* _Task brief_: Retype the listing without any alteration.

* _Dataset content_:
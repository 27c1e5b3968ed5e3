//! Request bodies and response values for the Notion API.
//!
//! # Design
//! Every optional field uses `skip_serializing_if = "Option::is_none"` so an
//! absent option never reaches the wire as `null`. Notion property payloads
//! are free-form and stay as `serde_json::Value`.

use std::fmt;

use serde::{Deserialize, Serialize};
use serde_json::Value;

/// Notion rejects page sizes above this value.
pub const MAX_PAGE_SIZE: u32 = 100;

/// A decoded response body: JSON when the server said so and it parsed,
/// otherwise the raw text.
#[derive(Debug, Clone, PartialEq)]
pub enum Payload {
    Json(Value),
    Text(String),
}

impl Payload {
    pub fn as_json(&self) -> Option<&Value> {
        match self {
            Payload::Json(value) => Some(value),
            Payload::Text(_) => None,
        }
    }

    pub fn into_json(self) -> Option<Value> {
        match self {
            Payload::Json(value) => Some(value),
            Payload::Text(_) => None,
        }
    }
}

impl fmt::Display for Payload {
    fn fmt(&self, f: &mut fmt::Formatter<'_>) -> fmt::Result {
        match self {
            Payload::Json(value) => write!(f, "{value}"),
            Payload::Text(text) => f.write_str(text),
        }
    }
}

/// Top-level object kinds accepted by the search filter.
#[derive(Debug, Clone, Copy, PartialEq, Eq, Serialize, Deserialize)]
#[serde(rename_all = "lowercase")]
pub enum ObjectType {
    Page,
    Database,
}

/// Cursor pagination options shared by list endpoints.
#[derive(Debug, Clone, Default, PartialEq, Serialize, Deserialize)]
pub struct Pagination {
    #[serde(skip_serializing_if = "Option::is_none")]
    pub start_cursor: Option<String>,
    #[serde(skip_serializing_if = "Option::is_none")]
    pub page_size: Option<u32>,
}

impl Pagination {
    pub fn new() -> Self {
        Self::default()
    }

    pub fn start_cursor(mut self, cursor: impl Into<String>) -> Self {
        self.start_cursor = Some(cursor.into());
        self
    }

    pub fn page_size(mut self, size: u32) -> Self {
        self.page_size = Some(size);
        self
    }

    /// Query-string form, used by GET endpoints.
    pub fn to_query(&self) -> Vec<(String, String)> {
        let mut query = Vec::new();
        if let Some(size) = self.page_size {
            query.push(("page_size".to_string(), size.to_string()));
        }
        if let Some(cursor) = &self.start_cursor {
            query.push(("start_cursor".to_string(), cursor.clone()));
        }
        query
    }
}

/// Body of `POST search`.
#[derive(Debug, Clone, PartialEq, Serialize, Deserialize)]
pub struct SearchRequest {
    pub filter: SearchFilter,
    #[serde(flatten)]
    pub pagination: Pagination,
}

#[derive(Debug, Clone, PartialEq, Serialize, Deserialize)]
pub struct SearchFilter {
    pub value: ObjectType,
    pub property: String,
}

impl SearchRequest {
    pub fn objects(object_type: ObjectType, pagination: Pagination) -> Self {
        Self {
            filter: SearchFilter {
                value: object_type,
                property: "object".to_string(),
            },
            pagination,
        }
    }
}

/// Body of `POST databases/{id}/query`. Only the fields that are set are sent.
#[derive(Debug, Clone, Default, PartialEq, Serialize, Deserialize)]
pub struct DatabaseQuery {
    #[serde(skip_serializing_if = "Option::is_none")]
    pub filter: Option<Value>,
    #[serde(skip_serializing_if = "Option::is_none")]
    pub sorts: Option<Value>,
    #[serde(skip_serializing_if = "Option::is_none")]
    pub start_cursor: Option<String>,
    #[serde(skip_serializing_if = "Option::is_none")]
    pub page_size: Option<u32>,
}

/// An external cover image: `{"external": {"url": ...}}`.
#[derive(Debug, Clone, PartialEq, Serialize, Deserialize)]
pub struct Cover {
    pub external: ExternalFile,
}

#[derive(Debug, Clone, PartialEq, Serialize, Deserialize)]
pub struct ExternalFile {
    pub url: String,
}

impl Cover {
    pub fn external(url: impl Into<String>) -> Self {
        Self {
            external: ExternalFile { url: url.into() },
        }
    }
}

#[derive(Debug, Clone, PartialEq, Serialize, Deserialize)]
pub struct DatabaseParent {
    pub database_id: String,
}

/// Body of `POST pages`.
#[derive(Debug, Clone, PartialEq, Serialize, Deserialize)]
pub struct CreatePage {
    pub parent: DatabaseParent,
    pub properties: Value,
    #[serde(skip_serializing_if = "Option::is_none")]
    pub cover: Option<Cover>,
}

/// Body of `PATCH pages/{id}`.
#[derive(Debug, Clone, PartialEq, Serialize, Deserialize)]
pub struct UpdatePage {
    pub properties: Value,
    #[serde(skip_serializing_if = "Option::is_none")]
    pub cover: Option<Cover>,
}

/// Body of `POST oauth/token`.
#[derive(Debug, Clone, PartialEq, Serialize, Deserialize)]
pub struct TokenRequest {
    pub grant_type: String,
    pub code: String,
    #[serde(skip_serializing_if = "Option::is_none")]
    pub redirect_uri: Option<String>,
}

impl TokenRequest {
    pub fn authorization_code(code: impl Into<String>, redirect_uri: Option<String>) -> Self {
        Self {
            grant_type: "authorization_code".to_string(),
            code: code.into(),
            redirect_uri,
        }
    }
}

/// Successful response of `POST oauth/token`.
#[derive(Debug, Clone, PartialEq, Serialize, Deserialize)]
pub struct TokenResponse {
    pub access_token: String,
    #[serde(default)]
    pub token_type: Option<String>,
    #[serde(default)]
    pub bot_id: Option<String>,
    #[serde(default)]
    pub workspace_id: Option<String>,
    #[serde(default)]
    pub workspace_name: Option<String>,
    #[serde(default)]
    pub workspace_icon: Option<String>,
    #[serde(default)]
    pub owner: Option<Value>,
    #[serde(default)]
    pub duplicated_template_id: Option<String>,
}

* _Result_:
repository 27c1e5b3968ed5e3
//! Request bodies and response values for the Notion API.
//!
//! # Design
//! Every optional field uses `skip_serializing_if = "Option::is_none"` so an
//! absent option never reaches the wire as `null`. Notion property payloads
//! are free-form and stay as `serde_json::Value`.

use std::fmt;

use serde::{Deserialize, Serialize};
use serde_json::Value;

/// Notion rejects page sizes above this value.
pub const MAX_PAGE_SIZE: u32 = 100;

/// A decoded response body: JSON when the server said so and it parsed,
/// otherwise the raw text.
#[derive(Debug, Clone, PartialEq)]
pub enum Payload {
    Json(Value),
    Text(String),
}

impl Payload {
    pub fn as_json(&self) -> Option<&Value> {
        match self {
            Payload::Json(value) => Some(value),
            Payload::Text(_) => None,
        }
    }

    pub fn into_json(self) -> Option<Value> {
        match self {
            Payload::Json(value) => Some(value),
            Payload::Text(_) => None,
        }
    }
}

impl fmt::Display for Payload {
    fn fmt(&self, f: &mut fmt::Formatter<'_>) -> fmt::Result {
        match self {
            Payload::Json(value) => write!(f, "{value}"),
            Payload::Text(text) => f.write_str(text),
        }
    }
}

/// Top-level object kinds accepted by the search filter.
#[derive(Debug, Clone, Copy, PartialEq, Eq, Serialize, Deserialize)]
#[serde(rename_all = "lowercase")]
pub enum ObjectType {
    Page,
    Database,
}

/// Cursor pagination options shared by list endpoints.
#[derive(Debug, Clone, Default, PartialEq, Serialize, Deserialize)]
pub struct Pagination {
    #[serde(skip_serializing_if = "Option::is_none")]
    pub start_cursor: Option<String>,
    #[serde(skip_serializing_if = "Option::is_none")]
    pub page_size: Option<u32>,
}

impl Pagination {
    pub fn new() -> Self {
        Self::default()
    }

    pub fn start_cursor(mut self, cursor: impl Into<String>) -> Self {
        self.start_cursor = Some(cursor.into());
        self
    }

    pub fn page_size(mut self, size: u32) -> Self {
        self.page_size = Some(size);
        self
    }

    /// Query-string form, used by GET endpoints.
    pub fn to_query(&self) -> Vec<(String, String)> {
        let mut query = Vec::new();
        if let Some(size) = self.page_size {
            query.push(("page_size".to_string(), size.to_string()));
        }
        if let Some(cursor) = &self.start_cursor {
            query.push(("start_cursor".to_string(), cursor.clone()));
        }
        query
    }
}

/// Body of `POST search`.
#[derive(Debug, Clone, PartialEq, Serialize, Deserialize)]
pub struct SearchRequest {
    pub filter: SearchFilter,
    #[serde(flatten)]
    pub pagination: Pagination,
}

#[derive(Debug, Clone, PartialEq, Serialize, Deserialize)]
pub struct SearchFilter {
    pub value: ObjectType,
    pub property: String,
}

impl SearchRequest {
    pub fn objects(object_type: ObjectType, pagination: Pagination) -> Self {
        Self {
            filter: SearchFilter {
                value: object_type,
                property: "object".to_string(),
            },
            pagination,
        }
    }
}

/// Body of `POST databases/{id}/query`. Only the fields that are set are sent.
#[derive(Debug, Clone, Default, PartialEq, Serialize, Deserialize)]
pub struct DatabaseQuery {
    #[serde(skip_serializing_if = "Option::is_none")]
    pub filter: Option<Value>,
    #[serde(skip_serializing_if = "Option::is_none")]
    pub sorts: Option<Value>,
    #[serde(skip_serializing_if = "Option::is_none")]
    pub start_cursor: Option<String>,
    #[serde(skip_serializing_if = "Option::is_none")]
    pub page_size: Option<u32>,
}

/// An external cover image: `{"external": {"url": ...}}`.
#[derive(Debug, Clone, PartialEq, Serialize, Deserialize)]
pub struct Cover {
    pub external: ExternalFile,
}

#[derive(Debug, Clone, PartialEq, Serialize, Deserialize)]
pub struct ExternalFile {
    pub url: String,
}

impl Cover {
    pub fn external(url: impl Into<String>) -> Self {
        Self {
            external: ExternalFile { url: url.into() },
        }
    }
}

#[derive(Debug, Clone, PartialEq, Serialize, Deserialize)]
pub struct DatabaseParent {
    pub database_id: String,
}

/// Body of `POST pages`.
#[derive(Debug, Clone, PartialEq, Serialize, Deserialize)]
pub struct CreatePage {
    pub parent: DatabaseParent,
    pub properties: Value,
    #[serde(skip_serializing_if = "Option::is_none")]
    pub cover: Option<Cover>,
}

/// Body of `PATCH pages/{id}`.
#[derive(Debug, Clone, PartialEq, Serialize, Deserialize)]
pub struct UpdatePage {
    pub properties: Value,
    #[serde(skip_serializing_if = "Option::is_none")]
    pub cover: Option<Cover>,
}

/// Body of `POST oauth/token`.
#[derive(Debug, Clone, PartialEq, Serialize, Deserialize)]
pub struct TokenRequest {
    pub grant_type: String,
    pub code: String,
    #[serde(skip_serializing_if = "Option::is_none")]
    pub redirect_uri: Option<String>,
}

impl TokenRequest {
    pub fn authorization_code(code: impl Into<String>, redirect_uri: Option<String>) -> Self {
        Self {
            grant_type: "authorization_code".to_string(),
            code: code.into(),
            redirect_uri,
        }
    }
}

/// Successful response of `POST oauth/token`.
#[derive(Debug, Clone, PartialEq, Serialize, Deserialize)]
pub struct TokenResponse {
    pub access_token: String,
    #[serde(default)]
    pub token_type: Option<String>,
    #[serde(default)]
    pub bot_id: Option<String>,
    #[serde(default)]
    pub workspace_id: Option<String>,
    #[serde(default)]
    pub workspace_name: Option<String>,
    #[serde(default)]
    pub workspace_icon: Option<String>,
    #[serde(default)]
    pub owner: Option<Value>,
    #[serde(default)]
    pub duplicated_template_id: Option<String>,
}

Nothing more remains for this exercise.